The sources of stress for senior living front-line workers are clear. Christine M. Stempel, a registered nurse and senior director of quality and education at HHHunt Senior Living/Spring Arbor Senior Living, says senior living team members “have to deal every day with all the worries and concerns and fears that the senior residents are expressing, in addition to also trying to be emotional support for all residents who are restricted from having visitors. If they are working in a community with COVID-positive cases, they have added worry and work challenges around [personal protective equipment] and isolation requirements.”
Westeen says CLC-Cappella team members “care deeply” for their residents, and any illness causes stress and worry. When a resident dies, they grieve.
Wendy McCray, PhD, a psychologist with WellQor senior behavioral health service providers, says another major stressor is employees’ concern about exposing residents to COVID-19 or bringing the illness home to their families.

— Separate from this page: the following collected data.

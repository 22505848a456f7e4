//! crates/shelf_aware_core/src/ports.rs
//!
//! Defines the service contracts (traits) for the application's core logic.
//! These traits form the boundary of the hexagonal architecture, keeping the
//! core independent of where the catalog lives and how replies are produced.

use async_trait::async_trait;
use chrono::{DateTime, Utc};

use crate::domain::{
    AuthSession, Book, ChatMessage, MoodEntry, ReadingProgress, Review, Role, User,
};

//=========================================================================================
// Generic Port Error and Result Types
//=========================================================================================

/// A generic error type for all port operations.
#[derive(Debug, thiserror::Error)]
pub enum PortError {
    #[error("Item not found: {0}")]
    NotFound(String),
    #[error("An unexpected error occurred: {0}")]
    Unexpected(String),
    #[error("Unauthorized")]
    Unauthorized,
}

/// A convenience type alias for `Result<T, PortError>`.
pub type PortResult<T> = Result<T, PortError>;

//=========================================================================================
// Service Ports (Traits)
//=========================================================================================

/// Read-only access to the catalog and the reader's history.
#[async_trait]
pub trait LibraryRepository: Send + Sync {
    async fn list_books(&self) -> PortResult<Vec<Book>>;

    async fn get_book(&self, book_id: &str) -> PortResult<Book>;

    async fn list_progress(&self) -> PortResult<Vec<ReadingProgress>>;

    async fn list_reviews(&self) -> PortResult<Vec<Review>>;

    async fn list_mood_history(&self) -> PortResult<Vec<MoodEntry>>;

    /// The fixed account that signs in on the given login tab.
    async fn account(&self, role: Role) -> PortResult<User>;
}

/// Login sessions plus the per-session workspace (chat transcript, the admin's
/// local catalog copy, progress slider drafts).
#[async_trait]
pub trait SessionStore: Send + Sync {
    // --- Auth Methods ---
    async fn create_auth_session(
        &self,
        role: Role,
        expires_at: DateTime<Utc>,
    ) -> PortResult<AuthSession>;

    /// Fails with `Unauthorized` for unknown or expired sessions.
    async fn validate_auth_session(&self, session_id: &str) -> PortResult<AuthSession>;

    async fn delete_auth_session(&self, session_id: &str) -> PortResult<()>;

    // --- Chat Transcript ---
    async fn chat_transcript(&self, session_id: &str) -> PortResult<Vec<ChatMessage>>;

    async fn append_chat_message(&self, session_id: &str, message: ChatMessage)
        -> PortResult<()>;

    // --- Admin Workspace ---
    async fn admin_books(&self, session_id: &str) -> PortResult<Vec<Book>>;

    async fn insert_admin_book(&self, session_id: &str, book: Book) -> PortResult<()>;

    /// Returns whether a book was removed.
    async fn remove_admin_book(&self, session_id: &str, book_id: &str) -> PortResult<bool>;

    async fn update_admin_book_abstract(
        &self,
        session_id: &str,
        book_id: &str,
        abstract_text: &str,
    ) -> PortResult<()>;

    // --- Progress Drafts ---
    async fn progress_draft(&self, session_id: &str, book_id: &str) -> PortResult<Option<u8>>;

    async fn save_progress_draft(
        &self,
        session_id: &str,
        book_id: &str,
        progress: u8,
    ) -> PortResult<()>;
}

#[async_trait]
pub trait RecommendationService: Send + Sync {
    /// Produces the assistant's reply to one user turn.
    async fn reply(&self, message: &str, emotions: &[String]) -> PortResult<String>;
}

#[async_trait]
pub trait SummaryService: Send + Sync {
    /// Generates a replacement abstract for a book from its reviews.
    async fn summarize(&self, book: &Book, reviews: &[Review]) -> PortResult<String>;
}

“The stakes are very high on several fronts,” she says.
In their essential role, Mills says, staff members can become targets of anxieties, absorbing concerns from residents and family members about visitor restrictions and other new limits.
“People have been extraordinarily cautious over the past two to three months, and I think that environment of continual caution can really drive a lot of the anxiety and stress that we’ve seen,” Mills says.
Meanwhile, Stempel says, workers also may be wrestling with personal issues such as childcare challenges or an unemployed family member or roommate. To avoid possibly exposing others to the virus, they may face restricted contact with their normal support systems, social circle, or significant other.